Activity
Extract the full listing below without altering a single character.

• • • • •

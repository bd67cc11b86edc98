//! Listener ids and change events.

use crate::db::Db;
use crate::types::{
    ChangeSet, ChangedFields, Collection, DocChanges, Document, Patch, Snapshot, TxContext,
};
use serde_json::Value;
use std::collections::BTreeSet;
use std::fmt;
use std::rc::Rc;

/// Handle of a registered listener.
#[derive(Clone, Copy, PartialEq, Eq, Hash, PartialOrd, Ord)]
pub struct ListenerId(pub u64);

impl fmt::Debug for ListenerId {
    fn fmt(&self, f: &mut fmt::Formatter<'_>) -> fmt::Result {
        write!(f, "ListenerId({})", self.0)
    }
}

/// A committed change of one field of one document.
#[derive(Debug)]
pub struct FieldEvent<'a> {
    pub collection: &'a str,
    pub id: &'a str,
    pub field: &'a str,
    pub next: Option<&'a Value>,
    pub prev: Option<&'a Value>,
    pub next_doc: Option<&'a Document>,
    pub prev_doc: Option<&'a Document>,
    pub context: &'a TxContext,
}

/// A committed change of one document.
#[derive(Debug)]
pub struct DocEvent<'a> {
    pub collection: &'a str,
    pub id: &'a str,
    pub next: Option<&'a Document>,
    pub prev: Option<&'a Document>,
    /// Fields written by the transaction; `None` when the document was deleted.
    pub change: Option<&'a Patch>,
    pub context: &'a TxContext,
}

/// A committed change of one collection.
#[derive(Debug)]
pub struct CollectionEvent<'a> {
    pub collection: &'a str,
    pub next: Option<&'a Collection>,
    pub prev: Option<&'a Collection>,
    pub changes: Option<&'a DocChanges>,
    pub changed_fields: Option<&'a BTreeSet<String>>,
    pub context: &'a TxContext,
}

/// A committed transaction.
#[derive(Debug)]
pub struct DbEvent<'a> {
    pub next: &'a Snapshot,
    pub prev: &'a Snapshot,
    pub changes: &'a ChangeSet,
    pub changed_fields: &'a ChangedFields,
    pub context: &'a TxContext,
}

pub type DbListener = Rc<dyn Fn(&Db, &DbEvent<'_>)>;
pub type CollectionListener = Rc<dyn Fn(&Db, &CollectionEvent<'_>)>;
pub type DocListener = Rc<dyn Fn(&Db, &DocEvent<'_>)>;
pub type FieldListener = Rc<dyn Fn(&Db, &FieldEvent<'_>)>;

• • • • •

Task output
repository bd67cc11b86edc98
//! Listener ids and change events.

use crate::db::Db;
use crate::types::{
    ChangeSet, ChangedFields, Collection, DocChanges, Document, Patch, Snapshot, TxContext,
};
use serde_json::Value;
use std::collections::BTreeSet;
use std::fmt;
use std::rc::Rc;

/// Handle of a registered listener.
#[derive(Clone, Copy, PartialEq, Eq, Hash, PartialOrd, Ord)]
pub struct ListenerId(pub u64);

impl fmt::Debug for ListenerId {
    fn fmt(&self, f: &mut fmt::Formatter<'_>) -> fmt::Result {
        write!(f, "ListenerId({})", self.0)
    }
}

/// A committed change of one field of one document.
#[derive(Debug)]
pub struct FieldEvent<'a> {
    pub collection: &'a str,
    pub id: &'a str,
    pub field: &'a str,
    pub next: Option<&'a Value>,
    pub prev: Option<&'a Value>,
    pub next_doc: Option<&'a Document>,
    pub prev_doc: Option<&'a Document>,
    pub context: &'a TxContext,
}

/// A committed change of one document.
#[derive(Debug)]
pub struct DocEvent<'a> {
    pub collection: &'a str,
    pub id: &'a str,
    pub next: Option<&'a Document>,
    pub prev: Option<&'a Document>,
    /// Fields written by the transaction; `None` when the document was deleted.
    pub change: Option<&'a Patch>,
    pub context: &'a TxContext,
}

/// A committed change of one collection.
#[derive(Debug)]
pub struct CollectionEvent<'a> {
    pub collection: &'a str,
    pub next: Option<&'a Collection>,
    pub prev: Option<&'a Collection>,
    pub changes: Option<&'a DocChanges>,
    pub changed_fields: Option<&'a BTreeSet<String>>,
    pub context: &'a TxContext,
}

/// A committed transaction.
#[derive(Debug)]
pub struct DbEvent<'a> {
    pub next: &'a Snapshot,
    pub prev: &'a Snapshot,
    pub changes: &'a ChangeSet,
    pub changed_fields: &'a ChangedFields,
    pub context: &'a TxContext,
}

pub type DbListener = Rc<dyn Fn(&Db, &DbEvent<'_>)>;
pub type CollectionListener = Rc<dyn Fn(&Db, &CollectionEvent<'_>)>;
pub type DocListener = Rc<dyn Fn(&Db, &DocEvent<'_>)>;
pub type FieldListener = Rc<dyn Fn(&Db, &FieldEvent<'_>)>;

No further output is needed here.